Jean Berg, Estin & Co
Les pays émergents vont représenter un enjeu fort pour les Groupes occidentaux au cours des prochaines années. Dans la plupart des métiers de biens d’équipements et de biens de consommation, la plus grande partie de la croissance proviendra de ces géographies. Seuls les groupes ayant une part significative de leurs activités dans les pays émergents pourront croître à des rythmes élevés et donc créer de la valeur. Aujourd'hui, la question n’est donc plus “faut-il y aller ?“ mais “comment développer des modèles d’activité compétitifs et soutenables dans ces pays“ ?
Les enjeux des pays émergents
Les pays émergents sont partis dans une croissance structurelle durable pour au moins les quinze prochaines années. Leur développement économique va permettre une croissance des principaux marchés en volume et en valeur. Ainsi, dans l’automobile, le taux de pénétration du marché suit une courbe de développement en S. En Chine, le marché automobile devrait croître deux fois plus que le PIB par habitant. Ceci est amplifié par le « rêve automobile » et la part importante des habitants ayant le permis de conduire et ne possédant pas de voiture. Au Brésil, seuls 20 % des habitants ayant le permis de conduire possèdent une voiture contre 70 % en Pologne ou 120 % aux Etats-Unis.
L’enjeu des modèles d’activité est de capter la croissance « naturelle » de ce marché, voire d’en accélérer son développement. Pour les suiveurs, il s’agit de prendre l’escalier de la croissance. Pour les leaders, il s’agit de prendre l’élévateur. C’est la stratégie qu’a menée Kentucky Fried Chicken en Chine. L’enseigne a investi lourdement en Chine au cours des dix dernières années et a aujourd’hui plus de 3000 restaurants. Elle a vingt ans de croissance devant elle en Chine avant d’atteindre le taux d’équipement des Etats-Unis.

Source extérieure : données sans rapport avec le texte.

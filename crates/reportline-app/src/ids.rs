// Copyright 2026 Phillip Cloud
// Licensed under the Apache License, Version 2.0

use serde::{Deserialize, Deserializer, Serialize};

macro_rules! entity_id {
    ($name:ident) => {
        #[derive(
            Debug, Clone, Copy, PartialEq, Eq, PartialOrd, Ord, Hash, Serialize, Deserialize,
        )]
        #[serde(transparent)]
        pub struct $name(i64);

        impl $name {
            pub const fn new(value: i64) -> Self {
                Self(value)
            }

            pub const fn get(self) -> i64 {
                self.0
            }
        }

        impl From<i64> for $name {
            fn from(value: i64) -> Self {
                Self(value)
            }
        }
    };
}

/// Identifiers the backend hands out either as JSON strings or numbers.
macro_rules! opaque_id {
    ($name:ident) => {
        #[derive(Debug, Clone, PartialEq, Eq, PartialOrd, Ord, Hash, Serialize)]
        #[serde(transparent)]
        pub struct $name(String);

        impl $name {
            pub fn new(value: impl Into<String>) -> Self {
                Self(value.into())
            }

            pub fn as_str(&self) -> &str {
                &self.0
            }

            /// Empty and zero identifiers stand for records the server has not
            /// assigned an id to yet.
            pub fn is_present(&self) -> bool {
                !self.0.is_empty() && self.0 != "0"
            }
        }

        impl From<&str> for $name {
            fn from(value: &str) -> Self {
                Self(value.to_owned())
            }
        }

        impl From<String> for $name {
            fn from(value: String) -> Self {
                Self(value)
            }
        }

        impl From<i64> for $name {
            fn from(value: i64) -> Self {
                Self(value.to_string())
            }
        }

        impl std::fmt::Display for $name {
            fn fmt(&self, f: &mut std::fmt::Formatter<'_>) -> std::fmt::Result {
                f.write_str(&self.0)
            }
        }

        impl<'de> Deserialize<'de> for $name {
            fn deserialize<D>(deserializer: D) -> Result<Self, D::Error>
            where
                D: Deserializer<'de>,
            {
                WireId::deserialize(deserializer).map(|raw| Self(raw.into_text()))
            }
        }
    };
}

#[derive(Deserialize)]
#[serde(untagged)]
enum WireId {
    Text(String),
    Signed(i64),
    Unsigned(u64),
}

impl WireId {
    fn into_text(self) -> String {
        match self {
            Self::Text(text) => text,
            Self::Signed(value) => value.to_string(),
            Self::Unsigned(value) => value.to_string(),
        }
    }
}

entity_id!(AccountId);
opaque_id!(ReportId);
opaque_id!(ReportActionId);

D’autre part, au-delà du volume, il est nécessaire de développer une approche permettant de faire croître la valeur unitaire du marché. Sur de nombreux produits ou services, les volumes sont importants mais la valeur du marché est encore faible. A nouveau, il existe une forte relation entre le développement économique et la valeur unitaire des produits. Dans la téléphonie mobile par exemple, il existe un enjeu fort d’accroissement du revenu par abonné. Le taux de pénétration des téléphones mobiles a été très rapide en Chine ou en Inde. Il reste à des niveaux de revenus par abonnés encore faibles. Les modèles compétitifs sont ceux qui réussissent à l’intérieur d’un positionnement de prix donné, à accroître la valeur des produits. Il s’agit de prendre l’ascenseur de la croissance.
Les pays émergents offrent aujourd'hui un potentiel de croissance qu’il est nécessaire de segmenter par niveaux de gamme. Il existe une classe moyenne émergente à la recherche de produits ou services basiques, une classe supérieure prête à acquérir des produits de milieu de gamme et une classe de riches pour laquelle un positionnement de haut de gamme est nécessaire. Par exemple, il y a aujourd'hui dix fois plus de milliardaires en Chine qu’en France. Il y a plus de 700 000 millionnaires. Il y a 40 millions d’habitants ayant le niveau de vie de la Grèce, 80 millions d’habitants avec le niveau de vie de la Pologne. On ne peut aborder les pays émergents sans définir des approches et des modèles d’activité différenciés. Il est nécessaire de définir une stratégie qui cible précisément la population et la clientèle à atteindre en priorité.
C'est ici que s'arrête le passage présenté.